Pränataldiagnostik ist behindertenfeindlich

Viele Schwangere entscheiden sich für vorgeburtliche Untersuchungen. Es ist nämlich ziemlich schwer, sich dagegen zu entscheiden. Oftmals wissen Schwangere nicht mal, dass sie die Untersuchungen nicht machen müssen. PND ist zur Regel geworden und wird von Ärzten und Ärztinnen oder dem Umfeld angeraten, weil es „verantwortungsvoll“ sei. Seit 2012 ist in Deutschland ein Bluttest auf dem Markt, mit dem genetische Abweichungen, darunter auch Trisomie 21, bereits vor der 12. Woche bestimmt werden können. Durch diesen Test wird es durch eine einfache Blutuntersuchung möglich, Abweichungen zu erkennen. Schwangerschaften werden immer stärker medizinisch kontrolliert. So kann das Recht auf Nichtwissen kaum wahrgenommen werden.

Dass Schwangere sich für eine Abtreibung entscheiden, wenn eine Behinderung beim Fötus vorliegen könnte, wundert nicht. Eine Behinderung oder Beeinträchtigung zu haben, gilt noch immer als bemitleidenswerter Zustand der Abhängigkeit. Behindert ist bis heute ein beliebtes Schimpfwort. Viele Eltern(teile) behinderter Kinder hören oft, dass sie das doch hätten „vermeiden können”. Und zu oft fehlt es an Unterstützung in allen Lebensbereichen. Stattdessen werden behinderte Menschen noch immer ausgegrenzt und benachteiligt, ihnen werden Rechte vorenthalten. Ein gutes Beispiel dafür ist das aktuell verabschiedete Bundesteilhabegesetz, das ohne die Beteiligung von Menschen mit Behinderung erarbeitet wurde und gegen das es viel Protest gab.

Es ist wichtig, sich stark zu machen gegen die Benachteiligung und Diskriminierung von Menschen mit Behinderung und sich einzusetzen für eine wirkliche Inklusion.

Kein Mitleid,  sondern Selbstbestimmung!

Auch „Lebensschützer” behaupten, sich für Menschen mit Behinderungen einzusetzen. Sie schreiben: „Jeder Mensch ist gleich wertvoll, unabhängig von Eigenschaften und Umständen.“ Aber ihnen geht es in Wirklichkeit nicht um die Rechte von Menschen mit Behinderung oder echte Gleichstellung. Die sogenannten Lebensschützer benutzen das Thema Behinderung für ihre Argumentation gegen Abtreibung und bevormunden Menschen mit Behinderung. Für die sogenannten Lebensschützer sind Embryonen, Föten und behinderte Menschen gleich schützenswert als „schwächste Mitglieder unserer Gesellschaft”. Damit degradieren sie Menschen mit Behinderung und sprechen ihnen Selbstständigkeit und Freiheiten ab. Behinderung wird von ihnen als Strafe oder Prüfung Gottes angesehen und sie begegnen Menschen mit Behinderung vor allem eins mit Mitleid.

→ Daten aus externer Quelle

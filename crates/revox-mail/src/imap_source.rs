//! IMAP-backed [`CodeSource`]
//!
//! Each fetch opens a fresh TLS connection, searches the configured folder
//! read-only for messages whose subject carries the marker, and returns the
//! code from the newest one. The `imap` client is blocking, so the whole
//! exchange runs on the blocking pool.

use crate::error::MailError;
use crate::extract::{latest_code, MailMessage};
use async_trait::async_trait;
use revox_core::{CodeSource, CodeSourceError, EmailConfig, Secret, VerificationCode};
use std::net::TcpStream;
use std::sync::Arc;

type TlsSession = imap::Session<native_tls::TlsStream<TcpStream>>;

/// Connection and lookup settings for one mailbox
#[derive(Debug, Clone, PartialEq, Eq)]
pub struct MailboxSettings {
    /// IMAP host
    pub host: String,
    /// IMAP TLS port
    pub port: u16,
    /// IMAP user
    pub login: String,
    /// IMAP password
    pub password: Secret,
    /// Folder to examine
    pub mailbox: String,
    /// Subject substring identifying verification emails
    pub subject_marker: String,
}

impl From<&EmailConfig> for MailboxSettings {
    fn from(config: &EmailConfig) -> Self {
        Self {
            host: config.host.clone(),
            port: config.port,
            login: config.login.clone(),
            password: config.password.clone(),
            mailbox: config.mailbox.clone(),
            subject_marker: config.subject_marker.clone(),
        }
    }
}

/// Verification code source reading an IMAP mailbox
#[derive(Debug, Clone)]
pub struct ImapCodeSource {
    settings: Arc<MailboxSettings>,
}

impl ImapCodeSource {
    /// Create a source from explicit settings
    #[must_use]
    pub fn new(settings: MailboxSettings) -> Self {
        Self {
            settings: Arc::new(settings),
        }
    }

    /// Create a source from the email section of the configuration
    #[must_use]
    pub fn from_config(config: &EmailConfig) -> Self {
        Self::new(MailboxSettings::from(config))
    }

    /// Settings in use
    #[inline]
    #[must_use]
    pub fn settings(&self) -> &MailboxSettings {
        &self.settings
    }
}

#[async_trait]
impl CodeSource for ImapCodeSource {
    async fn fetch_latest(&self) -> Result<VerificationCode, CodeSourceError> {
        let settings = Arc::clone(&self.settings);
        let code = tokio::task::spawn_blocking(move || fetch_blocking(&settings))
            .await
            .map_err(|e| MailError::Task(e.to_string()))??;
        Ok(code)
    }
}

/// IMAP `SEARCH` criterion matching the subject marker
#[must_use]
pub fn subject_query(marker: &str) -> String {
    let escaped = marker.replace('\\', "\\\\").replace('"', "\\\"");
    format!("SUBJECT \"{escaped}\"")
}

fn fetch_blocking(settings: &MailboxSettings) -> Result<VerificationCode, MailError> {
    let tls = native_tls::TlsConnector::builder().build()?;
    let client = imap::connect(
        (settings.host.as_str(), settings.port),
        settings.host.as_str(),
        &tls,
    )
    .map_err(|source| MailError::Connect {
        host: settings.host.clone(),
        port: settings.port,
        source,
    })?;

    let mut session = client
        .login(&settings.login, settings.password.expose())
        .map_err(|(e, _client)| MailError::Login(e))?;

    let result = read_messages(&mut session, settings);
    if let Err(e) = session.logout() {
        tracing::warn!(error = %e, "IMAP logout failed");
    }

    let messages = result?;
    let code = latest_code(&messages, &settings.subject_marker);
    if code.is_empty() {
        tracing::info!(found = messages.len(), "No verification message found");
    } else {
        tracing::debug!(code = %code, "Verification code found");
    }
    Ok(code)
}

fn read_messages(
    session: &mut TlsSession,
    settings: &MailboxSettings,
) -> Result<Vec<MailMessage>, MailError> {
    let mailbox = session.examine(&settings.mailbox)?;
    tracing::info!(
        mailbox = %settings.mailbox,
        exists = mailbox.exists,
        "Mailbox opened"
    );
    if mailbox.exists == 0 {
        return Ok(Vec::new());
    }

    let mut ids: Vec<u32> = session
        .search(subject_query(&settings.subject_marker))?
        .into_iter()
        .collect();
    if ids.is_empty() {
        return Ok(Vec::new());
    }
    ids.sort_unstable();

    let sequence = ids
        .iter()
        .map(u32::to_string)
        .collect::<Vec<_>>()
        .join(",");
    let fetches = session.fetch(sequence, "RFC822")?;

    let mut messages = Vec::with_capacity(fetches.len());
    for fetch in fetches.iter() {
        let Some(body) = fetch.body() else {
            continue;
        };
        match MailMessage::parse(body) {
            Ok(message) => messages.push(message),
            Err(e) => tracing::warn!(seq = fetch.message, error = %e, "Skipping unreadable message"),
        }
    }
    Ok(messages)
}

#[cfg(test)]
mod tests {
    use super::*;
    use pretty_assertions::assert_eq;

    #[test]
    fn settings_follow_config() {
        let config = EmailConfig {
            login: "codes@example.com".into(),
            password: Secret::new("hunter2"),
            host: "imap.example.com".into(),
            ..EmailConfig::default()
        };
        let source = ImapCodeSource::from_config(&config);

        assert_eq!(source.settings().host, "imap.example.com");
        assert_eq!(source.settings().port, 993);
        assert_eq!(source.settings().mailbox, "INBOX");
        assert_eq!(source.settings().password.expose(), "hunter2");
        assert_eq!(source.settings().subject_marker, config.subject_marker);
    }

    #[test]
    fn subject_query_quotes_marker() {
        assert_eq!(
            subject_query("Verification code for Unity ID"),
            r#"SUBJECT "Verification code for Unity ID""#
        );
        assert_eq!(subject_query(r#"say "hi"\"#), r#"SUBJECT "say \"hi\"\\""#);
    }

    #[tokio::test]
    async fn unreachable_server_is_connect_error() {
        let source = ImapCodeSource::new(MailboxSettings {
            host: "127.0.0.1".into(),
            port: 1,
            login: "user".into(),
            password: Secret::new("pass"),
            mailbox: "INBOX".into(),
            subject_marker: "marker".into(),
        });

        let err = source.fetch_latest().await.unwrap_err();
        assert!(matches!(err, CodeSourceError::Connect(_)), "{err:?}");
    }
}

Aber Menschen mit Behinderung brauchen und wollen kein Mitleid, sondern Selbstbestimmung.

Es ist aber genauso wichtig, sich stark zu machen für das Recht auf Schwangerschaftsabbruch. Zur wirklichen Selbstbestimmung gehört das Recht, sich für oder gegen eine Schwangerschaft zu entscheiden – und zwar für alle Frauen, egal ob sie behindert sind oder nicht.

Es ist wichtig und möglich, Pränataldiagnostik zu kritisieren, ohne das Recht auf Schwangerschaftsabbruch abzulehnen.